Keyser Söze, the nebulous archvillian in the film The Usual Suspects, was famously compared to the devil; the popular line goes his greatest trick was making the world believe he didn’t exist. In the music world we find a parallel in Rammstein, Teutonic purveyors of a devilish brand of industrial-based metal. For such loud musicmakers their presence in the United States is rather quiet, consisting almost solely of “Du Hast” (“You Have”) showing up in The Matrix.
It’s been 12 years since Rammstein left Germany to tour the U.S.–their desire cooled by political climate, their reputation last staked and stoked by Columbine’s young killers (the band’s most infamous fans). In that absence, their live shows seemed built on conjecture instead of tangible evidence. Stories raised their pyrotechnics to the level of myth; YouTube videos suggested mechanical costumes extending and enveloping the musicians. A brief visit to the States in 2010 hinted at nightmares made real, and a recent greatest-hits release made the veil of rumor drop away completely.
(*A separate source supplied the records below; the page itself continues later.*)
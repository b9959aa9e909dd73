//! Browser key-code table.
//!
//! Maps DOM `keyCode` values to classified [`KeyCode`]s. The standard table
//! covers the keys browsers report consistently; configuration can add or
//! override entries through [`KeyTable::with_overrides`].

use super::key_code::{KeyCategory, KeyCode};
use schemars::JsonSchema;
use serde::{Deserialize, Serialize};
use std::collections::BTreeMap;
use std::sync::LazyLock;
use thiserror::Error;

const NAV: KeyCategory = KeyCategory::NAVIGATION;
const ARROW_NAV: KeyCategory = KeyCategory::ARROW.union(KeyCategory::NAVIGATION);
const MOD: KeyCategory = KeyCategory::MODIFIER;
const WS: KeyCategory = KeyCategory::WHITESPACE;
const MEDIA: KeyCategory = KeyCategory::MEDIA;
const PAD: KeyCategory = KeyCategory::KEYPAD;
const PAD_DIGIT: KeyCategory = KeyCategory::KEYPAD.union(KeyCategory::DIGIT);
const NONE: KeyCategory = KeyCategory::empty();

const LETTER_NAMES: [&str; 26] = [
    "A", "B", "C", "D", "E", "F", "G", "H", "I", "J", "K", "L", "M", "N", "O", "P", "Q", "R", "S",
    "T", "U", "V", "W", "X", "Y", "Z",
];
const DIGIT_NAMES: [&str; 10] = ["0", "1", "2", "3", "4", "5", "6", "7", "8", "9"];
const NUMPAD_NAMES: [&str; 10] = [
    "Numpad0", "Numpad1", "Numpad2", "Numpad3", "Numpad4", "Numpad5", "Numpad6", "Numpad7",
    "Numpad8", "Numpad9",
];
const FUNCTION_NAMES: [&str; 12] = [
    "F1", "F2", "F3", "F4", "F5", "F6", "F7", "F8", "F9", "F10", "F11", "F12",
];

const NAMED_KEYS: &[(u32, &str, KeyCategory)] = &[
    (8, "Backspace", NONE),
    (9, "Tab", WS),
    (13, "Enter", WS),
    (16, "Shift", MOD),
    (17, "Ctrl", MOD),
    (18, "Alt", MOD),
    (19, "Pause", NONE),
    (20, "CapsLock", MOD),
    (27, "Escape", NONE),
    (32, "Space", WS),
    (33, "PageUp", NAV),
    (34, "PageDown", NAV),
    (35, "End", NAV),
    (36, "Home", NAV),
    (37, "Left", ARROW_NAV),
    (38, "Up", ARROW_NAV),
    (39, "Right", ARROW_NAV),
    (40, "Down", ARROW_NAV),
    (44, "PrintScreen", NONE),
    (45, "Insert", NONE),
    (46, "Delete", NONE),
    (91, "MetaLeft", MOD),
    (92, "MetaRight", MOD),
    (93, "ContextMenu", NONE),
    (106, "NumpadMultiply", PAD),
    (107, "NumpadAdd", PAD),
    (108, "NumpadEnter", PAD.union(WS)),
    (109, "NumpadSubtract", PAD),
    (110, "NumpadDecimal", PAD),
    (111, "NumpadDivide", PAD),
    (144, "NumLock", PAD.union(MOD)),
    (145, "ScrollLock", MOD),
    (173, "VolumeMute", MEDIA),
    (174, "VolumeDown", MEDIA),
    (175, "VolumeUp", MEDIA),
    (176, "MediaNextTrack", MEDIA),
    (177, "MediaPreviousTrack", MEDIA),
    (178, "MediaStop", MEDIA),
    (179, "MediaPlayPause", MEDIA),
    (181, "VolumeMuteFirefox", MEDIA),
    (182, "VolumeDownFirefox", MEDIA),
    (183, "VolumeUpFirefox", MEDIA),
    (186, "Semicolon", NONE),
    (187, "Equals", NONE),
    (188, "Comma", NONE),
    (189, "Minus", NONE),
    (190, "Period", NONE),
    (191, "Slash", NONE),
    (192, "Backquote", NONE),
    (219, "BracketLeft", NONE),
    (220, "Backslash", NONE),
    (221, "BracketRight", NONE),
    (222, "Quote", NONE),
    (224, "MetaFirefox", MOD),
];

static STANDARD: LazyLock<KeyTable> = LazyLock::new(KeyTable::build_standard);

/// A key-table entry as written in configuration files.
///
/// ```toml
/// [[keys]]
/// code = 226
/// name = "IntlBackslash"
/// categories = ["letter"]
/// ```
#[derive(Debug, Clone, PartialEq, Serialize, Deserialize, JsonSchema)]
pub struct KeyEntry {
    /// DOM key code
    pub code: u32,
    /// Display name
    pub name: String,
    /// Category names: function, navigation, arrow, modifier, letter, digit,
    /// keypad, whitespace, media
    #[serde(default)]
    pub categories: Vec<String>,
}

impl KeyEntry {
    /// Converts the entry into a key code, resolving category names.
    pub fn to_key_code(&self) -> Result<KeyCode, KeyTableError> {
        let mut categories = KeyCategory::empty();
        for name in &self.categories {
            let flag = KeyCategory::from_name(name).ok_or_else(|| KeyTableError::UnknownCategory {
                code: self.code,
                category: name.clone(),
            })?;
            categories |= flag;
        }
        Ok(KeyCode::from_mask(self.code, self.name.clone(), categories.bits()))
    }
}

/// Errors raised while building a key table from configuration.
#[derive(Debug, Error, PartialEq, Eq)]
pub enum KeyTableError {
    #[error("Unknown key category '{category}' for key code {code}")]
    UnknownCategory { code: u32, category: String },
}

/// Lookup table from DOM key codes to classified key codes.
#[derive(Debug, Clone)]
pub struct KeyTable {
    keys: BTreeMap<u32, KeyCode>,
}

impl KeyTable {
    /// The process-wide standard browser key table.
    pub fn standard() -> &'static KeyTable {
        &STANDARD
    }

    fn build_standard() -> KeyTable {
        let mut keys = BTreeMap::new();
        let mut insert = |key: KeyCode| {
            keys.insert(key.code(), key);
        };

        for &(code, name, categories) in NAMED_KEYS {
            insert(KeyCode::new(code, name, categories));
        }
        for (code, name) in (48..).zip(DIGIT_NAMES) {
            insert(KeyCode::new(code, name, KeyCategory::DIGIT));
        }
        for (code, name) in (65..).zip(LETTER_NAMES) {
            insert(KeyCode::new(code, name, KeyCategory::LETTER));
        }
        for (code, name) in (96..).zip(NUMPAD_NAMES) {
            insert(KeyCode::new(code, name, PAD_DIGIT));
        }
        for (code, name) in (112..).zip(FUNCTION_NAMES) {
            insert(KeyCode::new(code, name, KeyCategory::FUNCTION));
        }

        log::debug!("Built standard key table with {} entries", keys.len());
        KeyTable { keys }
    }

    /// Returns a copy of this table with `entries` added or replacing existing codes.
    pub fn with_overrides(&self, entries: &[KeyEntry]) -> Result<KeyTable, KeyTableError> {
        let mut table = self.clone();
        for entry in entries {
            let key = entry.to_key_code()?;
            if table.keys.insert(key.code(), key).is_some() {
                log::debug!("Key table entry {} overridden as '{}'", entry.code, entry.name);
            }
        }
        Ok(table)
    }

    pub fn get(&self, code: u32) -> Option<&KeyCode> {
        self.keys.get(&code)
    }

    /// Classifies a native key code. Unknown codes yield an uncategorized
    /// key named "Unknown".
    pub fn lookup(&self, code: u32) -> KeyCode {
        match self.keys.get(&code) {
            Some(key) => key.clone(),
            None => {
                log::trace!("No key table entry for code {}", code);
                KeyCode::new(code, "Unknown", KeyCategory::empty())
            }
        }
    }

    /// Finds a key by name, ignoring ASCII case.
    pub fn find_by_name(&self, name: &str) -> Option<&KeyCode> {
        self.keys.values().find(|key| key.name().eq_ignore_ascii_case(name))
    }

    /// Iterates over all entries in ascending code order.
    pub fn iter(&self) -> impl Iterator<Item = &KeyCode> {
        self.keys.values()
    }

    pub fn len(&self) -> usize {
        self.keys.len()
    }

    pub fn is_empty(&self) -> bool {
        self.keys.is_empty()
    }
}

#[cfg(test)]
mod tests {
    use super::*;

    #[test]
    fn arrows_are_arrow_and_navigation() {
        let table = KeyTable::standard();
        for code in 37..=40 {
            let key = table.lookup(code);
            assert!(key.is_arrow_key() && key.is_navigation_key(), "{key}");
            assert!(!key.is_keypad_key());
        }
        assert!(table.lookup(33).is_navigation_key());
        assert!(!table.lookup(33).is_arrow_key());
    }

    #[test]
    fn ranges_are_classified() {
        let table = KeyTable::standard();
        assert_eq!(table.lookup(65).name(), "A");
        assert!(table.lookup(90).is_letter_key());
        assert_eq!(table.lookup(48).name(), "0");
        assert!(table.lookup(57).is_digit_key());
        let numpad = table.lookup(101);
        assert!(numpad.is_keypad_key() && numpad.is_digit_key());
        assert_eq!(table.lookup(123).name(), "F12");
        assert!(table.lookup(112).is_function_key());
        assert!(table.lookup(179).is_media_key());
        assert!(table.lookup(16).is_modifier_key());
        assert!(table.lookup(32).is_whitespace_key());
    }

    #[test]
    fn canonical_instances_match_table_entries() {
        let table = KeyTable::standard();
        for canonical in [KeyCode::DELETE, KeyCode::ESCAPE, KeyCode::BACK_SPACE, KeyCode::ENTER] {
            let entry = table.get(canonical.code()).expect("canonical key in table");
            assert_eq!(entry, &canonical);
            assert_eq!(entry.name(), canonical.name());
        }
        assert!(table.lookup(KeyCode::ENTER.code()).is_whitespace_key());
    }

    #[test]
    fn unknown_codes_fall_back() {
        let key = KeyTable::standard().lookup(999);
        assert_eq!(key.name(), "Unknown");
        assert_eq!(key.categories(), KeyCategory::empty());
        assert_eq!(key.code(), 999);
    }

    #[test]
    fn find_by_name_ignores_case() {
        let table = KeyTable::standard();
        assert_eq!(table.find_by_name("pagedown").map(KeyCode::code), Some(34));
        assert!(table.find_by_name("Hyper").is_none());
    }

    #[test]
    fn iteration_is_sorted_by_code() {
        let codes: Vec<u32> = KeyTable::standard().iter().map(KeyCode::code).collect();
        let mut sorted = codes.clone();
        sorted.sort_unstable();
        assert_eq!(codes, sorted);
        assert_eq!(codes.len(), KeyTable::standard().len());
    }

    #[test]
    fn overrides_replace_and_extend() {
        let entries = vec![
            KeyEntry {
                code: 226,
                name: "IntlBackslash".to_string(),
                categories: vec!["letter".to_string()],
            },
            KeyEntry {
                code: 19,
                name: "Break".to_string(),
                categories: vec!["Media".to_string(), "function".to_string()],
            },
        ];
        let table = KeyTable::standard().with_overrides(&entries).unwrap();
        assert!(table.lookup(226).is_letter_key());
        let pause = table.lookup(19);
        assert_eq!(pause.name(), "Break");
        assert!(pause.is_media_key() && pause.is_function_key());
        assert_eq!(table.len(), KeyTable::standard().len() + 1);
        // The shared table is untouched
        assert_eq!(KeyTable::standard().lookup(19).name(), "Pause");
    }

    #[test]
    fn overrides_reject_unknown_categories() {
        let entries = vec![KeyEntry {
            code: 1,
            name: "Odd".to_string(),
            categories: vec!["sideways".to_string()],
        }];
        assert_eq!(
            KeyTable::standard().with_overrides(&entries).unwrap_err(),
            KeyTableError::UnknownCategory {
                code: 1,
                category: "sideways".to_string()
            }
        );
    }
}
Rammstein took over an April night at Philadelphia’s Wells Fargo Center, the sports arena’s concrete and metal forms able to withstand the sextet’s elements better than other local theaters’ creaky wood and plaster kindling. They began their musical and thematic conquest by carrying torches through the crowd and then over it, on a catwalk that took them from their production board on the arena floor to their main stage. Against shifting backdrops of scaffolding, tentacle-like synapses and lighting rigs, Rammstein pounded and pranced their way through 90 minutes of fire and brimstone.
The martial stomp of early work like “Asche zu Asche” (“Ashes to Ashes”) and “Rammstein” found guitarists Richard Kruspe and Paul Landers singing into burning microphones and lead singer/pyrotechnician Till Lindemann performing in a literal ring of fire. “Bang Bang” featured flame spouting from their heads; later, on a small stage back across the catwalk, it was water.
Lindemann, a brick wall of a human being, is the pivotal part of Rammstein’s live experience. His gutteral opera conceits are a deceptively simple complement to his bandmates’ crunch during “Ich Will” (“I Want”) and “Sehnsucht” (“Longing”). He’s also the source of much of the show’s onstage heat—his costume arsenal includes flamethrowing wings during “Engel” (“Angel”), he squirts foam from a roving penis cannon on encore track “Pussy,” he launches fireworks from an archer’s bow during “Du Hast.”
Where props and stages are involved, theatrics can’t be far behind. There was constant acted discord between Lindemann and treadmill-running keyboardist “Flake” Lorenz, from rude gestures all the way up to suggested cannibalism during “Mein Teil” (“My Part”). Drummer “Doom” Schneider also cross-dressed the part of a dominatrix, leading the rest of the band on leashes between stages. There was even a hint of cold mechanical beauty in the achingly slow descent of a huge fan element at the start of Rammstein’s encore.
Kruspe once stated in an interview that the stage show exists because many Rammstein audiences can’t follow their German lyrics—lure them in with the sound, keep them there with the fury. The admission is a little sad, in that fans might be cheering songs that wouldn’t otherwise jibe with their own tastes or beliefs. It’s also more than a little fortunate: Rammstein combine their Neue Deutsche Härte power-groove with Cirque du Soleil from the surface of the sun, creating nights of unmatched sensory overload.